Dad’s a fixer.
I returned home for the summer in June,
and it was a week before I even noticed
that Dad had duct taped our car.
I guess the Lancer has seen better days.
Its had worse nights.
At the end of last summer,
Brian and I returned home from Lifetime
to find the mailbox broken clean in half -
the remainder of the post
a sharp splinter pointing straight into the sky.
There were no clues left behind,
no tire marks,
no shattered glass.
It must have been just about 2 years earlier,
the same time of year,
when down on Weidner road in Jane’s neighborhood
I’d dragged down a mailbox myself
with my sideview mirror.
Mail scattered askew on the blacktop,
brought to light in the dark by headlights.
My mirror took a hit,
and my summer savings took a hit
as I scrambled to replace
my car’s right peripheral
before anyone in the house took notice.
*
Scott Black rang our doorbell the next afternoon.

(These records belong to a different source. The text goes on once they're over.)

//! Scripted in-memory transport.
//!
//! `ReplayConnector` plays back a recorded HTTP response as a sequence of
//! steps (data, stalls, close). Each connection gets a fresh copy of the
//! script, and everything written to any connection is recorded.

use anyhow::{anyhow, Context, Result};
use std::collections::VecDeque;
use std::io::{self, Write};
use std::path::Path;
use std::sync::atomic::{AtomicUsize, Ordering};
use std::sync::{Arc, Mutex};
use std::time::Duration;

use super::{ByteChannel, ChannelRead, Connector};

#[derive(Clone, Debug, PartialEq, Eq)]
pub enum ReplayStep {
    Data(Vec<u8>),
    /// Deliver nothing for this long.
    Stall(Duration),
    Close,
}

impl ReplayStep {
    pub fn data(bytes: &[u8]) -> Self {
        Self::Data(bytes.to_vec())
    }
}

#[derive(Clone, Debug)]
pub struct ReplayConnector {
    script: Vec<ReplayStep>,
    refuse: bool,
    written: Arc<Mutex<Vec<u8>>>,
    connects: Arc<AtomicUsize>,
}

impl ReplayConnector {
    pub fn new(script: Vec<ReplayStep>) -> Self {
        Self {
            script,
            refuse: false,
            written: Arc::new(Mutex::new(Vec::new())),
            connects: Arc::new(AtomicUsize::new(0)),
        }
    }

    /// Deliver `response` in one piece, then close.
    pub fn from_response(response: &[u8]) -> Self {
        Self::new(vec![ReplayStep::data(response), ReplayStep::Close])
    }

    /// Replay a recorded response file.
    pub fn from_file(path: &Path) -> Result<Self> {
        let bytes = std::fs::read(path)
            .with_context(|| format!("failed to read replay file {}", path.display()))?;
        Ok(Self::from_response(&bytes))
    }

    /// A connector whose every connection attempt fails.
    pub fn refusing() -> Self {
        Self {
            refuse: true,
            ..Self::new(Vec::new())
        }
    }

    /// Everything written so far, across all connections.
    pub fn written(&self) -> Vec<u8> {
        self.written
            .lock()
            .map(|bytes| bytes.clone())
            .unwrap_or_default()
    }

    pub fn connect_count(&self) -> usize {
        self.connects.load(Ordering::SeqCst)
    }
}

impl Connector for ReplayConnector {
    fn connect(&self, host: &str, port: u16, _timeout: Duration) -> Result<Box<dyn ByteChannel>> {
        self.connects.fetch_add(1, Ordering::SeqCst);
        if self.refuse {
            return Err(anyhow!("connection to {}:{} refused (replay)", host, port));
        }
        Ok(Box::new(ReplayChannel {
            steps: self.script.iter().cloned().collect(),
            written: self.written.clone(),
        }))
    }

    fn describe(&self) -> String {
        format!("replay ({} steps)", self.script.len())
    }
}

struct ReplayChannel {
    steps: VecDeque<ReplayStep>,
    written: Arc<Mutex<Vec<u8>>>,
}

impl Write for ReplayChannel {
    fn write(&mut self, buf: &[u8]) -> io::Result<usize> {
        let mut written = self
            .written
            .lock()
            .map_err(|_| io::Error::new(io::ErrorKind::Other, "replay sink poisoned"))?;
        written.extend_from_slice(buf);
        Ok(buf.len())
    }

    fn flush(&mut self) -> io::Result<()> {
        Ok(())
    }
}

impl ByteChannel for ReplayChannel {
    fn read_chunk(&mut self, buf: &mut [u8], timeout: Duration) -> io::Result<ChannelRead> {
        loop {
            let Some(step) = self.steps.pop_front() else {
                return Ok(ChannelRead::Closed);
            };
            match step {
                ReplayStep::Data(mut bytes) => {
                    if bytes.is_empty() {
                        continue;
                    }
                    let n = buf.len().min(bytes.len());
                    buf[..n].copy_from_slice(&bytes[..n]);
                    bytes.drain(..n);
                    if !bytes.is_empty() {
                        self.steps.push_front(ReplayStep::Data(bytes));
                    }
                    return Ok(ChannelRead::Data(n));
                }
                ReplayStep::Stall(remaining) => {
                    if remaining > timeout {
                        std::thread::sleep(timeout);
                        self.steps.push_front(ReplayStep::Stall(remaining - timeout));
                        return Ok(ChannelRead::Idle);
                    }
                    std::thread::sleep(remaining);
                }
                ReplayStep::Close => {
                    self.steps.push_front(ReplayStep::Close);
                    return Ok(ChannelRead::Closed);
                }
            }
        }
    }
}

#[cfg(test)]
mod tests {
    use super::*;

    #[test]
    fn records_writes_and_replays_script() {
        let connector = ReplayConnector::from_response(b"hello");
        let mut channel = connector.connect("h", 443, Duration::from_secs(1)).unwrap();
        channel.write_all(b"POST / HTTP/1.1\r\n").unwrap();

        let mut buf = [0u8; 3];
        assert_eq!(
            channel.read_chunk(&mut buf, Duration::from_millis(10)).unwrap(),
            ChannelRead::Data(3)
        );
        assert_eq!(
            channel.read_chunk(&mut buf, Duration::from_millis(10)).unwrap(),
            ChannelRead::Data(2)
        );
        assert_eq!(
            channel.read_chunk(&mut buf, Duration::from_millis(10)).unwrap(),
            ChannelRead::Closed
        );
        assert_eq!(connector.written(), b"POST / HTTP/1.1\r\n");
        assert_eq!(connector.connect_count(), 1);
    }

    #[test]
    fn long_stall_reports_idle() {
        let connector = ReplayConnector::new(vec![ReplayStep::Stall(Duration::from_secs(30))]);
        let mut channel = connector.connect("h", 443, Duration::from_secs(1)).unwrap();
        let mut buf = [0u8; 8];
        assert_eq!(
            channel.read_chunk(&mut buf, Duration::from_millis(5)).unwrap(),
            ChannelRead::Idle
        );
    }

    #[test]
    fn refusing_connector_fails() {
        let connector = ReplayConnector::refusing();
        assert!(connector.connect("h", 443, Duration::from_secs(1)).is_err());
        assert_eq!(connector.connect_count(), 1);
    }
}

He spoke for his nervous son
who silently nodded his head along with his mother,
both trying their best to look sorry.
Newly licensed the young guy was,
just as I had been.
I took down Mr. Black’s number.
“Call and we’ll cover the cost,” he said.
Dad never called.
He came home after work with a new mailbox the next evening.
I helped him
as he took a mess of glue and screws out of his red toolbox
to mend the post before sundown,
mumbling nonsensically when I asked
why he didn’t just have Mr. Black take care of it.
*
Dad doesn’t need to know the best way to solve a problem,
or even how to do it;
he doesn’t get stuck in contemplation,
he just gets it done.
Dad’s a fixer,
and I’m broken.
Dad’s a fixer,
and he’s going to try and fix me.
*
Dad left a roll of duct tape in the passenger side door.
“Just in case,” he said.
I scoffed at him,
but less than a week later,
as Jane and I were chasing rain
and wondering about the rain wall
where rain both begins and ends,
the adhesive released a strip of tape that flew back and tapped a beat
against her window until we passed through the downpour
into a rest area where we could mend the strip.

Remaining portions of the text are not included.